As far as I can tell, all of you would prefer living under and paying protection money to the Mafia than under a government. After all, they're a "private, self-organized organization."
"That is true - but charities are not "the market"."
i'm not necessarily talking about charities.
i'm also talking about businesses which operate as non-profs, or minimal profs as well. i'm specifically thinking of some women-oriented businesses that offer reduced rates to victims of domestic violence and rape, or who have lower incomes, in exchange for their services (food, self-defense, etc)
the issue of force is of course something else, but since my brain translates "government" into "force" automatically, i may be missing the gist of your larger point.
"And they never point out the fact of income mobility in that the set of individiuals in any given quintile at any point in time is not the same set of people measured at a different time."
"SS can be viewed as a transfer payment from African American males to old White and Asian ladies."
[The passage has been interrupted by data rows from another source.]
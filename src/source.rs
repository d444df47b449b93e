use std::fs::File;
use std::io::{BufRead, BufReader, Read};

use tracing::debug;

use crate::config::Configuration;
use crate::error::{CodyError, Result};

/// A record of a row source, one string per cell.
pub type Row = Vec<String>;

/// Streams the records of a delimited file.
///
/// Header detection, row limits and column selection are left to the
/// [`crate::preprocess::Preprocessor`], so every record of the file is yielded,
/// including the header. Record lengths are not checked here either.
pub struct CsvSource {
    records: csv::StringRecordsIntoIter<Box<dyn Read>>,
}

impl CsvSource {
    pub fn open(configuration: &Configuration) -> Result<Self> {
        let path = configuration
            .path
            .as_ref()
            .ok_or_else(|| CodyError::Config("no source path configured".into()))?;
        let file = File::open(path)?;
        let mut reader = BufReader::new(file);
        let mut skipped = String::new();
        for _ in 0..configuration.skip_lines {
            skipped.clear();
            if reader.read_line(&mut skipped)? == 0 {
                break;
            }
        }
        debug!(path=%path.display(), skip_lines=configuration.skip_lines, "opened source");
        Self::from_reader(Box::new(reader), configuration)
    }
    pub fn from_reader(reader: Box<dyn Read>, configuration: &Configuration) -> Result<Self> {
        let records = csv::ReaderBuilder::new()
            .delimiter(configuration.delimiter_byte()?)
            .quote(configuration.quote_byte()?)
            .has_headers(false)
            .flexible(true)
            .from_reader(reader)
            .into_records();
        Ok(Self { records })
    }
}

impl Iterator for CsvSource {
    type Item = Result<Row>;
    fn next(&mut self) -> Option<Self::Item> {
        self.records.next().map(|record| {
            record
                .map(|r| r.iter().map(str::to_owned).collect())
                .map_err(CodyError::from)
        })
    }
}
Based on the comments on this thread, I can only conclude that libertarians believe that income mobility is more widespread than aging.
A hell of a lot more poor 30 year olds are going to get old than rich.
A hell of a lot more poor 30 year olds are going to get old than rich.
Which is why if the government is going to "insure" against anything, it ought to be insuring against being poor, not against aging.
Social Security does not need reform: It needs elimination.
Oh great, back to the "taxation is theft" meme ... As far as I can tell, all of you would prefer living under and paying protection money to the Mafia than under a government. After all, they're a "private, self-organized organization."
Except that legitimate and truly private-sector organizations can't use force you to make you pay whether or not you want their "services." The government does, just like the Mafia protection racketeers.